A Gondar, un médecin de l'hôpital universitaire a affirmé à l'AFP que depuis vendredi, "environ 20" civils étaient morts "après être arrivés à l'hôpital". "Plus de 190 (autres) personnes ont été blessées et amenées à l'hôpital, la plupart étaient des civils", a-t-il ajouté sous couvert d'anonymat.
"Nous manquons de nourriture et de médicaments (...) Des patients meurent par manque d'oxygène et de sang", a-t-il souligné.
À Bahir Dar, un médecin de l'hôpital Felege Hiwot a indiqué que l'établissement avait reçu 140 civils blessés, dont 10 sont décédés.
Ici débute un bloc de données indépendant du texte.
//! Simulate command - drive the home page on a headless host
//!
//! Mounts every controller, waits out the first idle window, wakes the hero
//! with a pointer move, scrolls the whole page so every reveal fires, then
//! unmounts and checks that nothing was left running.

use std::cell::RefCell;
use std::rc::Rc;

use anyhow::{Context, Result};
use serde::Serialize;
use tracing::{debug, info};
use vitrine_core::{Capabilities, Viewport};
use vitrine_site::catalog::Catalog;
use vitrine_site::page::{HomePage, STATS};
use vitrine_site::shader::{HeadlessBackend, RenderBackend};
use vitrine_site::{Host, SiteConfig};

// ANSI color codes
mod colors {
    pub const RESET: &str = "\x1b[0m";
    pub const GREEN: &str = "\x1b[32m";
    pub const RED: &str = "\x1b[31m";
    pub const BOLD: &str = "\x1b[1m";
}

pub struct Options {
    pub width: f32,
    pub height: f32,
    pub touch: bool,
    pub frame_ms: f64,
}

#[derive(Debug, Serialize)]
pub struct Counter {
    pub label: &'static str,
    pub value: u32,
}

#[derive(Debug, Serialize)]
pub struct Report {
    pub viewport: (f32, f32),
    pub touch: bool,
    /// When the hero first hid, if it did
    pub hidden_at_ms: Option<f64>,
    pub shown_on_input: bool,
    pub hide_cycles: u32,
    pub cursor_mounted: bool,
    pub orbs_looping: bool,
    pub shader_active: bool,
    pub shader_frames: u64,
    pub mismatched_frames: u64,
    pub counters: Vec<Counter>,
    pub visible_projects: usize,
    pub clean_teardown: bool,
    pub leftover: String,
}

pub fn run(config: SiteConfig, options: Options) -> Result<Report> {
    let capabilities = if options.touch {
        Capabilities::touch()
    } else {
        Capabilities::desktop()
    };
    let frame_ms = options.frame_ms.max(1.0);
    let first_deadline = config.first_idle_deadline_ms();
    let host = Host::new(
        config,
        Viewport::new(options.width, options.height),
        capabilities,
    );
    let catalog = Rc::new(Catalog::builtin().context("Built-in catalog is invalid")?);
    let backend = Rc::new(RefCell::new(HeadlessBackend::new()));
    let dyn_backend: Rc<RefCell<dyn RenderBackend>> = backend.clone();

    let mut page = HomePage::mount(&host.context(), catalog, dyn_backend);
    info!(
        width = options.width,
        height = options.height,
        touch = options.touch,
        "home page mounted"
    );

    // Idle window
    let mut hidden_at_ms = None;
    while host.now() < first_deadline + 2000.0 {
        host.advance(frame_ms);
        if hidden_at_ms.is_none() && !page.hero().is_visible() {
            hidden_at_ms = Some(host.now());
            debug!(now_ms = host.now(), "hero hidden");
        }
    }

    host.pointer_move(options.width / 2.0, options.height / 2.0);
    let shown_on_input = page.hero().is_visible();
    host.run_for(1000.0, frame_ms);

    // Scroll to the bottom in half-viewport steps
    let bottom = host
        .layout()
        .rect(page.contact_elements().section)
        .map(|r| r.bottom())
        .unwrap_or_default();
    let mut y = 0.0;
    while y < bottom {
        y += options.height / 2.0;
        host.scroll_to(y);
        host.run_for(200.0, frame_ms);
    }
    host.run_for(2500.0, frame_ms);

    let counters = page
        .about()
        .counters
        .iter()
        .zip(STATS)
        .map(|(&element, (label, _))| Counter {
            label,
            value: page.reveals().counter_value(element),
        })
        .collect();

    let mut report = Report {
        viewport: (options.width, options.height),
        touch: options.touch,
        hidden_at_ms,
        shown_on_input,
        hide_cycles: page.hero().hide_count(),
        cursor_mounted: page.cursor().is_some(),
        orbs_looping: page.orbs().is_looping(),
        shader_active: page.shader().is_active(),
        shader_frames: backend.borrow().frames_drawn(),
        mismatched_frames: backend.borrow().mismatched_frames(),
        counters,
        visible_projects: page.projects().visible().len(),
        clean_teardown: false,
        leftover: String::new(),
    };

    page.unmount();
    let counts = host.counts();
    let backend_counts = backend.borrow().counts();
    report.clean_teardown = counts.is_idle() && backend_counts.total() == 0;
    report.leftover = format!("{counts:?}, {backend_counts:?}");
    Ok(report)
}

impl Report {
    pub fn print(&self) {
        let (width, height) = self.viewport;
        println!("{}Headless run{} {width}x{height}", colors::BOLD, colors::RESET);
        match self.hidden_at_ms {
            Some(ms) => println!("  hero hidden at   {ms:.0} ms"),
            None => println!("  hero never hid"),
        }
        println!("  shown on input   {}", self.shown_on_input);
        println!("  hide cycles      {}", self.hide_cycles);
        println!("  cursor follower  {}", self.cursor_mounted);
        println!("  orbs drifting    {}", self.orbs_looping);
        println!(
            "  shader           {} ({} frames, {} mismatched)",
            self.shader_active, self.shader_frames, self.mismatched_frames
        );
        for counter in &self.counters {
            println!("  {:<18} {}", counter.label, counter.value);
        }
        println!("  projects shown   {}", self.visible_projects);
        if self.clean_teardown {
            println!("{}teardown clean{}", colors::GREEN, colors::RESET);
        } else {
            println!("{}teardown leaked: {}{}", colors::RED, self.leftover, colors::RESET);
        }
    }
}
Les ambulances ne circulent plus en raison des combats et "les gens viennent ici à pied avec leurs familles qui les portent sur leurs épaules à leurs propres risques", a-t-il expliqué.
L'ONG Save the Children a mis en garde mercredi contre les dangers pour les civils. "Nous appelons les belligérants à donner la priorité à la sécurité des civils et à permettre à l'aide humanitaire d'atteindre ceux qui en ont besoin, dont 580 000 personnes déjà déplacées par le conflit précédent" au Tigré, exhorte son directeur en Éthiopie, Xavier Joubert, dans un communiqué.
L'Organisation mondiale de la santé a demandé dimanche un "accès ininterrompu et la protection du système de santé en Amhara", pour qu'elle et ses partenaires "puissent continuer d'y travailler". À Addis Abeba, la capitale fédérale, le journaliste Bekal Alamirew a été arrêté à son domicile dimanche et est toujours en prison, a indiqué un proche à l'AFP.
C'est la quatrième fois que M. Bekal, fondateur et rédacteur en chef de la chaîne YouTube Alpha TV, est arrêté depuis le début de la guerre du Tigré en novembre 2020, selon la même source ayant requis l'anonymat. On ignorait si l'arrestation était liée aux violences en Amhara.